Activity – Scan the entries line by line and return those with "async".

☆ ☆ ☆

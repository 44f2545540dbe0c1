// ABOUTME: Page/limit query parameters for list endpoints
// ABOUTME: Normalizes paging input to SQL limit/offset and wraps pages with metadata

use serde::{Deserialize, Serialize};

pub const DEFAULT_PAGE_SIZE: i64 = 20;
pub const MAX_PAGE_SIZE: i64 = 100;
const MIN_PAGE: i64 = 1;

/// `?page=&limit=`, 1-indexed
#[derive(Debug, Clone, Deserialize)]
pub struct PaginationParams {
    #[serde(default = "default_page")]
    pub page: i64,
    #[serde(default = "default_limit")]
    pub limit: i64,
}

fn default_page() -> i64 {
    MIN_PAGE
}

fn default_limit() -> i64 {
    DEFAULT_PAGE_SIZE
}

impl PaginationParams {
    pub fn with_page_and_limit(page: i64, limit: i64) -> Self {
        Self { page, limit }
    }

    pub fn page(&self) -> i64 {
        self.page.max(MIN_PAGE)
    }

    /// Limit clamped to 1..=MAX_PAGE_SIZE
    pub fn limit(&self) -> i64 {
        self.limit.clamp(1, MAX_PAGE_SIZE)
    }

    pub fn offset(&self) -> i64 {
        (self.page() - 1) * self.limit()
    }
}

impl Default for PaginationParams {
    fn default() -> Self {
        Self::with_page_and_limit(MIN_PAGE, DEFAULT_PAGE_SIZE)
    }
}

#[derive(Debug, Clone, Serialize)]
pub struct PaginationMeta {
    pub page: i64,
    pub page_size: i64,
    pub total_items: i64,
    pub total_pages: i64,
    pub has_next_page: bool,
    pub has_previous_page: bool,
}

impl PaginationMeta {
    pub fn new(params: &PaginationParams, total_items: i64) -> Self {
        let page = params.page();
        let page_size = params.limit();
        let total_pages = (total_items + page_size - 1) / page_size;

        Self {
            page,
            page_size,
            total_items,
            total_pages,
            has_next_page: page < total_pages,
            has_previous_page: page > MIN_PAGE,
        }
    }
}

#[derive(Debug, Clone, Serialize)]
pub struct PaginatedResponse<T> {
    pub items: Vec<T>,
    pub pagination: PaginationMeta,
}

impl<T> PaginatedResponse<T> {
    pub fn new(items: Vec<T>, params: &PaginationParams, total_items: i64) -> Self {
        Self {
            items,
            pagination: PaginationMeta::new(params, total_items),
        }
    }
}

#[cfg(test)]
mod tests {
    use super::*;
    use rstest::rstest;

    #[rstest]
    #[case(1, 20, 20, 0)]
    #[case(3, 10, 10, 20)]
    #[case(0, 10, 10, 0)]
    #[case(-4, 10, 10, 0)]
    #[case(1, 500, MAX_PAGE_SIZE, 0)]
    #[case(2, -5, 1, 1)]
    fn test_limit_and_offset(
        #[case] page: i64,
        #[case] limit: i64,
        #[case] expected_limit: i64,
        #[case] expected_offset: i64,
    ) {
        let params = PaginationParams::with_page_and_limit(page, limit);
        assert_eq!(params.limit(), expected_limit);
        assert_eq!(params.offset(), expected_offset);
    }

    #[test]
    fn test_meta_partial_last_page() {
        let params = PaginationParams::with_page_and_limit(3, 20);
        let meta = PaginationMeta::new(&params, 45);
        assert_eq!(meta.total_pages, 3);
        assert!(!meta.has_next_page);
        assert!(meta.has_previous_page);
    }

    #[test]
    fn test_meta_empty() {
        let meta = PaginationMeta::new(&PaginationParams::default(), 0);
        assert_eq!(meta.total_pages, 0);
        assert!(!meta.has_next_page);
        assert!(!meta.has_previous_page);
    }
}
use chrono::{DateTime, Utc};
use reqtrack_core::{check_range, require_non_empty, ValidationError, ValidationErrors};
use serde::{Deserialize, Serialize};
use sqlx::sqlite::SqliteRow;
use sqlx::{FromRow, Row};

#[derive(Debug, Clone, Copy, Default, PartialEq, Eq, Serialize, Deserialize, sqlx::Type)]
#[serde(rename_all = "SCREAMING_SNAKE_CASE")]
#[sqlx(type_name = "TEXT", rename_all = "SCREAMING_SNAKE_CASE")]
pub enum IdeaStatus {
    #[default]
    Proposed,
    Accepted,
    Rejected,
    Implemented,
    Archived,
}

impl IdeaStatus {
    pub fn as_str(&self) -> &'static str {
        match self {
            IdeaStatus::Proposed => "PROPOSED",
            IdeaStatus::Accepted => "ACCEPTED",
            IdeaStatus::Rejected => "REJECTED",
            IdeaStatus::Implemented => "IMPLEMENTED",
            IdeaStatus::Archived => "ARCHIVED",
        }
    }
}

#[derive(Debug, Clone, Copy, Default, PartialEq, Eq, Serialize, Deserialize, sqlx::Type)]
#[serde(rename_all = "SCREAMING_SNAKE_CASE")]
#[sqlx(type_name = "TEXT", rename_all = "SCREAMING_SNAKE_CASE")]
pub enum IdeaPriority {
    Low,
    #[default]
    Medium,
    High,
    Critical,
}

/// An idea with its derived ICE score.
///
/// `ice_score` is never stored; it is filled from the row's impact,
/// confidence and effort every time an idea is read.
#[derive(Debug, Clone, Serialize, Deserialize)]
pub struct Idea {
    pub id: String,
    pub project_id: String,
    pub stakeholder_id: String,
    pub title: Option<String>,
    pub description: Option<String>,
    pub category: String,
    pub conflicts: Option<String>,
    pub dependencies: Option<String>,
    pub status: IdeaStatus,
    pub priority: IdeaPriority,
    pub impact: Option<i64>,
    pub confidence: Option<i64>,
    pub effort: Option<i64>,
    pub ice_score: Option<f64>,
    pub created_at: DateTime<Utc>,
    pub updated_at: DateTime<Utc>,
}

impl Idea {
    pub fn compute_ice(impact: Option<i64>, confidence: Option<i64>, effort: Option<i64>) -> Option<f64> {
        reqtrack_core::ice_score(impact?, confidence?, effort?)
    }
}

impl<'r> FromRow<'r, SqliteRow> for Idea {
    fn from_row(row: &'r SqliteRow) -> Result<Self, sqlx::Error> {
        let impact: Option<i64> = row.try_get("impact")?;
        let confidence: Option<i64> = row.try_get("confidence")?;
        let effort: Option<i64> = row.try_get("effort")?;

        Ok(Idea {
            id: row.try_get("id")?,
            project_id: row.try_get("project_id")?,
            stakeholder_id: row.try_get("stakeholder_id")?,
            title: row.try_get("title")?,
            description: row.try_get("description")?,
            category: row.try_get("category")?,
            conflicts: row.try_get("conflicts")?,
            dependencies: row.try_get("dependencies")?,
            status: row.try_get("status")?,
            priority: row.try_get("priority")?,
            impact,
            confidence,
            effort,
            ice_score: Idea::compute_ice(impact, confidence, effort),
            created_at: row.try_get("created_at")?,
            updated_at: row.try_get("updated_at")?,
        })
    }
}

#[derive(Debug, Clone, Deserialize)]
pub struct IdeaCreateInput {
    pub project_id: String,
    pub stakeholder_id: String,
    pub title: Option<String>,
    pub description: Option<String>,
    pub category: String,
    pub conflicts: Option<String>,
    pub dependencies: Option<String>,
    #[serde(default)]
    pub status: IdeaStatus,
    #[serde(default)]
    pub priority: IdeaPriority,
    pub impact: Option<i64>,
    pub confidence: Option<i64>,
    pub effort: Option<i64>,
}

#[derive(Debug, Clone, Default, Deserialize)]
pub struct IdeaUpdateInput {
    pub title: Option<String>,
    pub description: Option<String>,
    pub category: Option<String>,
    pub conflicts: Option<String>,
    pub dependencies: Option<String>,
    pub status: Option<IdeaStatus>,
    pub priority: Option<IdeaPriority>,
    pub impact: Option<i64>,
    pub confidence: Option<i64>,
    pub effort: Option<i64>,
    /// Stakeholder credited with a status change
    pub changed_by: Option<String>,
}

#[derive(Debug, Clone, Default, Deserialize)]
pub struct IdeaFilter {
    pub project_id: Option<String>,
    pub status: Option<IdeaStatus>,
}

fn check_scores(
    errors: &mut ValidationErrors,
    impact: Option<i64>,
    confidence: Option<i64>,
    effort: Option<i64>,
) {
    if let Some(v) = impact {
        errors.extend(check_range("impact", v, 0, 10));
    }
    if let Some(v) = confidence {
        errors.extend(check_range("confidence", v, 0, 10));
    }
    if let Some(v) = effort {
        errors.extend(check_range("effort", v, 1, 10));
    }
}

impl IdeaCreateInput {
    pub fn validate(&self) -> Result<(), Vec<ValidationError>> {
        let mut errors = ValidationErrors::new();
        errors.extend(require_non_empty("category", &self.category));
        errors.extend(require_non_empty("stakeholder_id", &self.stakeholder_id));
        check_scores(&mut errors, self.impact, self.confidence, self.effort);
        errors.into_result()
    }
}

impl IdeaUpdateInput {
    pub fn validate(&self) -> Result<(), Vec<ValidationError>> {
        let mut errors = ValidationErrors::new();
        if let Some(category) = &self.category {
            errors.extend(require_non_empty("category", category));
        }
        check_scores(&mut errors, self.impact, self.confidence, self.effort);
        errors.into_result()
    }
}

#[cfg(test)]
mod tests {
    use super::*;

    #[test]
    fn test_compute_ice_requires_all_inputs() {
        assert_eq!(Idea::compute_ice(Some(9), Some(8), None), None);
        assert_eq!(Idea::compute_ice(None, Some(8), Some(2)), None);
        assert_eq!(Idea::compute_ice(Some(6), Some(5), Some(3)), Some(10.0));
    }

    #[test]
    fn test_effort_zero_is_rejected_by_validation() {
        let input = IdeaUpdateInput {
            effort: Some(0),
            ..Default::default()
        };
        let errors = input.validate().unwrap_err();
        assert_eq!(errors[0].field, "effort");
    }

    #[test]
    fn test_scores_out_of_range() {
        let input = IdeaUpdateInput {
            impact: Some(11),
            confidence: Some(-1),
            ..Default::default()
        };
        let errors = input.validate().unwrap_err();
        assert_eq!(errors.len(), 2);
    }
}
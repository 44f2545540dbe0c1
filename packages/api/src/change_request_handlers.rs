// ABOUTME: HTTP request handlers for the change request workflow
// ABOUTME: Create, review (approve/reject/implement) and the administrative status override

use axum::extract::{Path, State};
use reqtrack_requirements::{
    ApproveInput, ChangeRequestCreateInput, ChangeRequestFilter, ChangeRequestUpdateInput,
    ForceStatusInput, ImplementInput, RejectInput,
};

use crate::extract::{ApiJson, ApiQuery};
use crate::pagination::{PaginatedResponse, PaginationParams};
use crate::response::{created, deleted, ok, ApiResult};
use crate::state::DbState;

pub async fn list_change_requests(
    State(db): State<DbState>,
    ApiQuery(pagination): ApiQuery<PaginationParams>,
    ApiQuery(filter): ApiQuery<ChangeRequestFilter>,
) -> ApiResult {
    let (change_requests, total) = db
        .change_request_storage
        .list_change_requests(&filter, pagination.limit(), pagination.offset())
        .await?;
    ok(PaginatedResponse::new(change_requests, &pagination, total))
}

/// Review queue: PENDING requests raised by one stakeholder
pub async fn pending_for_stakeholder(
    State(db): State<DbState>,
    Path(stakeholder_id): Path<String>,
) -> ApiResult {
    ok(db
        .change_request_storage
        .pending_for_stakeholder(&stakeholder_id)
        .await?)
}

pub async fn get_change_request(State(db): State<DbState>, Path(id): Path<String>) -> ApiResult {
    ok(db.change_request_storage.get_change_request(&id).await?)
}

pub async fn create_change_request(
    State(db): State<DbState>,
    ApiJson(input): ApiJson<ChangeRequestCreateInput>,
) -> ApiResult {
    created(db.change_request_storage.create_change_request(input).await?)
}

pub async fn update_change_request(
    State(db): State<DbState>,
    Path(id): Path<String>,
    ApiJson(input): ApiJson<ChangeRequestUpdateInput>,
) -> ApiResult {
    ok(db
        .change_request_storage
        .update_change_request(&id, input)
        .await?)
}

pub async fn delete_change_request(
    State(db): State<DbState>,
    Path(id): Path<String>,
) -> ApiResult {
    db.change_request_storage.delete_change_request(&id).await?;
    deleted(id)
}

/// The review bodies are optional; a bare POST uses the defaults
pub async fn approve_change_request(
    State(db): State<DbState>,
    Path(id): Path<String>,
    body: Option<ApiJson<ApproveInput>>,
) -> ApiResult {
    let input = body.map(|ApiJson(input)| input).unwrap_or_default();
    ok(db.change_request_storage.approve(&id, input).await?)
}

pub async fn reject_change_request(
    State(db): State<DbState>,
    Path(id): Path<String>,
    body: Option<ApiJson<RejectInput>>,
) -> ApiResult {
    let input = body.map(|ApiJson(input)| input).unwrap_or_default();
    ok(db.change_request_storage.reject(&id, input).await?)
}

pub async fn implement_change_request(
    State(db): State<DbState>,
    Path(id): Path<String>,
    body: Option<ApiJson<ImplementInput>>,
) -> ApiResult {
    let input = body.map(|ApiJson(input)| input).unwrap_or_default();
    ok(db.change_request_storage.implement(&id, input).await?)
}

pub async fn force_change_request_status(
    State(db): State<DbState>,
    Path(id): Path<String>,
    ApiJson(input): ApiJson<ForceStatusInput>,
) -> ApiResult {
    ok(db.change_request_storage.force_status(&id, input).await?)
}
// ABOUTME: HTTP request handlers for the status history audit log

use axum::extract::State;
use reqtrack_storage::EntityType;
use serde::Deserialize;

use crate::error::AppError;
use crate::extract::ApiQuery;
use crate::pagination::{PaginatedResponse, PaginationParams};
use crate::response::{ok, ApiResult};
use crate::state::DbState;

#[derive(Debug, Default, Deserialize)]
pub struct HistoryQuery {
    pub entity_type: Option<EntityType>,
    pub entity_id: Option<String>,
}

/// With `entity_id` the full trail of that entity, oldest first.
/// Otherwise the most recent changes, paginated.
pub async fn list_history(
    State(db): State<DbState>,
    ApiQuery(pagination): ApiQuery<PaginationParams>,
    ApiQuery(query): ApiQuery<HistoryQuery>,
) -> ApiResult {
    if let Some(entity_id) = query.entity_id {
        let entity_type = query
            .entity_type
            .ok_or_else(|| AppError::validation("entity_type is required with entity_id"))?;
        return ok(db
            .history_storage
            .list_for_entity(entity_type, &entity_id)
            .await?);
    }

    let (entries, total) = db
        .history_storage
        .list_recent(query.entity_type, pagination.limit(), pagination.offset())
        .await?;
    ok(PaginatedResponse::new(entries, &pagination, total))
}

☆ ☆ ☆

The completed task –
pub async fn list_change_requests(
pub async fn pending_for_stakeholder(
pub async fn get_change_request(State(db): State<DbState>, Path(id): Path<String>) -> ApiResult {
pub async fn create_change_request(
pub async fn update_change_request(
pub async fn delete_change_request(
pub async fn approve_change_request(
pub async fn reject_change_request(
pub async fn implement_change_request(
pub async fn force_change_request_status(
pub async fn list_history(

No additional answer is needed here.